Publicado em 11/10/2016

Por Sabrina D. Marques (Talent Press)

Fome de viver (The Hunger,1983) é um desses filmes que precisam do futuro. A pretensão comercial de Tony Scott satura este seu primeiro longa-metragem e o resultado é um produto esquemático que é tão filho da sua época que, à sua estreia, lhe falha redondamente. Constituindo-se como um case-study para o quão imprevisível pode ser o sucesso comercial, Fome de Viver é o argumento acabado de como um filme não é uma soma calculável de variáveis e está muito para lá das fórmulas estéticas ou das stars que reúne.

O dream team combina Catherine Deneuve, David Bowie e Susan Sarandon num drama erótico entre belos vampiros que se desenrola num estilizado submundo urbano, envolto na soturnidade dos ambientes pós-apocalípticos de Ridley Scott. O goth-rock dos anos 80 surge protagonizado pelos famosos Bauhaus que, tanto na sequência inicial como nos créditos, repetem o tema Bela Lugosi’s dead como quem incita à necessidade de uma renovação pós-Lugosi da figura do vampiro. Estas vampiras são mortíferas femmes fatales: descritas num allure sexualmente ambíguo evocam-nos, entre o erotismo e o terror, a associação estreita entre vampirismo e sexualidade previamente ensaiada por filmes como Rosas de sangue (Et Mourir de Plaisir. Roger Vadim, 1960), A maldição da vampira (Female Vampire,Jess Franco, 1973) ou Vampyros Lesbos (Jess Franco, 1970). Mas, pela dimensão hollywoodesca da adaptação, seria o Drácula de Coppola (1992) a melhor instalar no imaginário comum a figura da vampira-lésbica, hipnotizante criatura de apetites insaciáveis.

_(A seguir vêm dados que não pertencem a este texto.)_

#[cfg(test)]
mod tests {
    use super::*;
    use attric_types::container::{Event, EventData, EventDataStream, EventSource, EventTag};
    use futures::StreamExt;

    async fn open_session(dir: &tempfile::TempDir, read_only: bool) -> SqliteStore {
        SqliteStore::open(dir.path().join("store.db"), read_only, StorageType::Session).await.unwrap()
    }

    #[tokio::test]
    async fn round_trip_session_persists_across_reopen() {
        let dir = tempfile::tempdir().unwrap();
        {
            let mut store = open_session(&dir, false).await;
            let stream_id = store
                .add(Container::EventDataStream(EventDataStream {
                    identifier: None,
                    file_entropy: None,
                    md5_hash: Some("0".repeat(32)),
                    path_spec: "/a".to_string(),
                    sha1_hash: None,
                    sha256_hash: None,
                    yara_match: None,
                }))
                .await
                .unwrap();
            let data_id = store
                .add(Container::EventData(EventData {
                    identifier: None,
                    event_data_stream_identifier: Some(stream_id),
                    data_type: "os:file".to_string(),
                    attributes: Default::default(),
                }))
                .await
                .unwrap();
            store
                .add(Container::Event(Event {
                    identifier: None,
                    event_data_identifier: Some(data_id),
                    timestamp: 1_700_000_000_000_000,
                    timestamp_desc: "mtime".to_string(),
                }))
                .await
                .unwrap();
            store.close().await.unwrap();
        }

        let store = open_session(&dir, true).await;
        assert_eq!(store.count(ContainerType::Event).await.unwrap(), 1);
        let fetched = store.get_by_index(ContainerType::Event, 0).await.unwrap().unwrap();
        match fetched {
            Container::Event(event) => {
                assert_eq!(event.timestamp, 1_700_000_000_000_000);
                let data = store
                    .get_by_identifier(ContainerType::EventData, event.event_data_identifier.unwrap())
                    .await
                    .unwrap()
                    .unwrap();
                match data {
                    Container::EventData(d) => assert_eq!(d.data_type, "os:file"),
                    _ => panic!("wrong variant"),
                }
            }
            _ => panic!("wrong variant"),
        }
    }

    #[tokio::test]
    async fn read_only_store_rejects_writes() {
        let dir = tempfile::tempdir().unwrap();
        open_session(&dir, false).await.close().await.unwrap();

        let mut store = open_session(&dir, true).await;
        let result = store
            .add(Container::EventSource(EventSource {
                identifier: None,
                data_type: "os:file".to_string(),
                file_entry_type: None,
                path_spec: "/a".to_string(),
            }))
            .await;
        assert!(matches!(result, Err(StoreError::NotWritable)));
    }

    #[tokio::test]
    async fn read_only_open_never_modifies_the_file() {
        let dir = tempfile::tempdir().unwrap();
        let path = dir.path().join("store.db");
        {
            let mut store = SqliteStore::open(&path, false, StorageType::Session).await.unwrap();
            store
                .add(Container::EventSource(EventSource {
                    identifier: None,
                    data_type: "os:file".to_string(),
                    file_entry_type: None,
                    path_spec: "/a".to_string(),
                }))
                .await
                .unwrap();
            store.close().await.unwrap();
        }
        let before = std::fs::read(&path).unwrap();

        let store = SqliteStore::open(&path, true, StorageType::Session).await.unwrap();
        let _ = store.count(ContainerType::EventSource).await.unwrap();
        drop(store);

        let after = std::fs::read(&path).unwrap();
        assert_eq!(before, after);
    }

    #[tokio::test]
    async fn lru_cache_misses_still_return_correct_data() {
        let mut store = SqliteStore::in_memory_with_cache_capacity(StorageType::Session, 2).await.unwrap();
        for i in 0..10 {
            store
                .add(Container::EventSource(EventSource {
                    identifier: None,
                    data_type: format!("type-{i}"),
                    file_entry_type: None,
                    path_spec: format!("/p-{i}"),
                }))
                .await
                .unwrap();
        }
        for i in 0..10u64 {
            let fetched = store.get_by_index(ContainerType::EventSource, i).await.unwrap().unwrap();
            match fetched {
                Container::EventSource(s) => assert_eq!(s.data_type, format!("type-{i}")),
                _ => panic!("wrong variant"),
            }
        }
    }

    #[tokio::test]
    async fn index_and_identifier_sequence_numbers_agree() {
        let mut store = SqliteStore::in_memory(StorageType::Session).await.unwrap();
        for i in 0..5 {
            store
                .add(Container::EventSource(EventSource {
                    identifier: None,
                    data_type: format!("t{i}"),
                    file_entry_type: None,
                    path_spec: "/p".to_string(),
                }))
                .await
                .unwrap();
        }
        for i in 0..5u64 {
            let container = store.get_by_index(ContainerType::EventSource, i).await.unwrap().unwrap();
            assert_eq!(container.identifier().unwrap().sequence_number(), i + 1);
        }
    }

    #[tokio::test]
    async fn opening_a_store_with_an_unsupported_format_version_fails() {
        let dir = tempfile::tempdir().unwrap();
        let path = dir.path().join("old.db");
        {
            let options = SqliteConnectOptions::new().filename(&path).create_if_missing(true);
            let pool = SqlitePoolOptions::new().connect_with(options).await.unwrap();
            sqlx::query("CREATE TABLE metadata (key TEXT PRIMARY KEY, value TEXT NOT NULL)")
                .execute(&pool)
                .await
                .unwrap();
            for (key, value) in [
                ("format_version", "20100101"),
                ("compression_format", "none"),
                ("serialization_format", "json"),
                ("storage_type", "session"),
            ] {
                sqlx::query("INSERT INTO metadata (key, value) VALUES (?, ?)")
                    .bind(key)
                    .bind(value)
                    .execute(&pool)
                    .await
                    .unwrap();
            }
            pool.close().await;
        }

        let result = SqliteStore::open(&path, true, StorageType::Session).await;
        assert!(matches!(result, Err(StoreError::UnsupportedFormat(_))));
    }

    #[tokio::test]
    async fn sorted_events_break_ties_by_insertion_order_and_respect_a_time_range() {
        let mut store = SqliteStore::in_memory(StorageType::Session).await.unwrap();
        for ts in [10, 20, 30, 40, 50] {
            store
                .add(Container::Event(Event {
                    identifier: None,
                    event_data_identifier: None,
                    timestamp: ts,
                    timestamp_desc: "mtime".to_string(),
                }))
                .await
                .unwrap();
        }

        let items: Vec<_> = store
            .sorted_events(Some(TimeRange::new(Some(20), Some(40))))
            .await
            .unwrap()
            .map(|r| r.unwrap())
            .collect()
            .await;
        let timestamps: Vec<_> = items
            .into_iter()
            .map(|c| match c {
                Container::Event(e) => e.timestamp,
                _ => unreachable!(),
            })
            .collect();
        assert_eq!(timestamps, vec![20, 30, 40]);
    }

    #[tokio::test]
    async fn a_second_tag_for_the_same_event_makes_the_lookup_absent() {
        let mut store = SqliteStore::in_memory(StorageType::Session).await.unwrap();
        let event_id = store
            .add(Container::Event(Event {
                identifier: None,
                event_data_identifier: None,
                timestamp: 1,
                timestamp_desc: "mtime".to_string(),
            }))
            .await
            .unwrap();

        store
            .add(Container::EventTag(EventTag {
                identifier: None,
                event_identifier: Some(event_id),
                labels: vec!["suspicious".to_string()],
            }))
            .await
            .unwrap();
        assert!(store.event_tag_for(event_id).await.unwrap().is_some());

        store
            .add(Container::EventTag(EventTag {
                identifier: None,
                event_identifier: Some(event_id),
                labels: vec!["reviewed".to_string()],
            }))
            .await
            .unwrap();
        assert_eq!(store.event_tag_for(event_id).await.unwrap(), None);
    }

    #[tokio::test]
    async fn opening_an_older_shape_table_for_write_adds_missing_columns_and_tolerates_absent_fields() {
        let dir = tempfile::tempdir().unwrap();
        let path = dir.path().join("old_shape.db");
        {
            let options = SqliteConnectOptions::new().filename(&path).create_if_missing(true);
            let pool = SqlitePoolOptions::new().connect_with(options).await.unwrap();
            sqlx::query("CREATE TABLE metadata (key TEXT PRIMARY KEY, value TEXT NOT NULL)")
                .execute(&pool)
                .await
                .unwrap();
            for (key, value) in [
                ("format_version", "20210621"),
                ("compression_format", "zlib"),
                ("serialization_format", "json"),
                ("storage_type", "session"),
            ] {
                sqlx::query("INSERT INTO metadata (key, value) VALUES (?, ?)")
                    .bind(key)
                    .bind(value)
                    .execute(&pool)
                    .await
                    .unwrap();
            }
            // event_data_stream as it existed before yara_match was added.
            sqlx::query(
                "CREATE TABLE \"event_data_stream\" (_identifier INTEGER PRIMARY KEY AUTOINCREMENT, \
                 \"file_entropy\" TEXT, \"md5_hash\" TEXT, \"path_spec\" TEXT, \"sha1_hash\" TEXT, \"sha256_hash\" TEXT)",
            )
            .execute(&pool)
            .await
            .unwrap();
            sqlx::query("INSERT INTO \"event_data_stream\" (path_spec) VALUES (?)")
                .bind("/old/path")
                .execute(&pool)
                .await
                .unwrap();
            pool.close().await;
        }

        let mut store = SqliteStore::open(&path, false, StorageType::Session).await.unwrap();

        let old_row = store.get_by_index(ContainerType::EventDataStream, 0).await.unwrap().unwrap();
        match old_row {
            Container::EventDataStream(s) => {
                assert_eq!(s.path_spec, "/old/path");
                assert_eq!(s.yara_match, None);
            }
            _ => panic!("wrong variant"),
        }

        store
            .add(Container::EventDataStream(EventDataStream {
                identifier: None,
                file_entropy: None,
                md5_hash: None,
                path_spec: "/new/path".to_string(),
                sha1_hash: None,
                sha256_hash: None,
                yara_match: Some("rule_hit".to_string()),
            }))
            .await
            .unwrap();
        let new_row = store.get_by_index(ContainerType::EventDataStream, 1).await.unwrap().unwrap();
        match new_row {
            Container::EventDataStream(s) => assert_eq!(s.yara_match, Some("rule_hit".to_string())),
            _ => panic!("wrong variant"),
        }
    }
}
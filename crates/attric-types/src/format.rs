//! On-disk format version policy and metadata enums.
//!
//! Values are numeric (`YYYYMMDD`-shaped) so they stay monotonic and dense
//! enough to encode a calendar date, per the original storage engine this
//! crate is modeled on.

use std::fmt;

/// Value written by a freshly created store.
pub const CURRENT_FORMAT_VERSION: u32 = 20_230_214;

/// Lowest on-disk format version whose container tables carry a typed
/// column schema rather than a single opaque blob column.
pub const WITH_SCHEMA_FORMAT_VERSION: u32 = 20_210_621;

/// Format version at which `event_data_stream.yara_match` was added to the
/// schema-path column set. Tables created before this version lack the
/// column; opening one for write adds it via `ALTER TABLE`, and reading it
/// back before the column is added yields an absent field rather than an
/// error.
pub const WITH_YARA_MATCH_FORMAT_VERSION: u32 = 20_230_214;

/// Lowest format version this engine will rewrite to [`CURRENT_FORMAT_VERSION`]
/// on open-for-write.
pub const UPGRADE_COMPATIBLE_FORMAT_VERSION: u32 = 20_210_621;

/// Lowest format version this engine can append to.
pub const APPEND_COMPATIBLE_FORMAT_VERSION: u32 = 20_190_309;

/// Lowest format version this engine can read.
pub const READ_COMPATIBLE_FORMAT_VERSION: u32 = 20_190_309;

/// Compression applied to legacy-path (opaque blob) container rows.
#[derive(Debug, Clone, Copy, PartialEq, Eq)]
pub enum CompressionFormat {
    /// No compression.
    None,
    /// DEFLATE/zlib compression.
    Zlib,
}

impl fmt::Display for CompressionFormat {
    fn fmt(&self, f: &mut fmt::Formatter<'_>) -> fmt::Result {
        f.write_str(match self {
            CompressionFormat::None => "none",
            CompressionFormat::Zlib => "zlib",
        })
    }
}

impl std::str::FromStr for CompressionFormat {
    type Err = ();

    fn from_str(s: &str) -> Result<Self, Self::Err> {
        match s {
            "none" => Ok(CompressionFormat::None),
            "zlib" => Ok(CompressionFormat::Zlib),
            _ => Err(()),
        }
    }
}

/// Serialization format used for legacy-path rows and non-scalar fields.
/// Only `json` is currently supported.
#[derive(Debug, Clone, Copy, PartialEq, Eq)]
pub enum SerializationFormat {
    /// JSON text encoding.
    Json,
}

impl fmt::Display for SerializationFormat {
    fn fmt(&self, f: &mut fmt::Formatter<'_>) -> fmt::Result {
        f.write_str(match self {
            SerializationFormat::Json => "json",
        })
    }
}

impl std::str::FromStr for SerializationFormat {
    type Err = ();

    fn from_str(s: &str) -> Result<Self, Self::Err> {
        match s {
            "json" => Ok(SerializationFormat::Json),
            _ => Err(()),
        }
    }
}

Se foi afundado pela crítica à sua recepção, hoje a imprecisão narrativa previamente diagnosticada a Fome de viver entusiasma o gosto pós-moderno e os recursos visuais que então denunciavam os tiques publicitários da formação do realizador já não nos parecem clichês tão ostensivos. Objeto de culto, é obrigatório na arqueologia de cinéfilos e melômanos e adianta tantos outros esboços que relacionarão a liberdade clandestina da noite à marginalidade do vampirismo, da depravação sexual e do punk/rock: Rockula (Luca Bercovici, 1990), Amantes eternos (Only Lovers Left Alive, Jim Jarmusch, 2014) ou Garota sombria caminha pela noite (A Girl Walks Home Alone at Night,Ana Lily Amirpour, 2014). Filme inclassificável, Fome de viver parece melhorar a cada revisitação.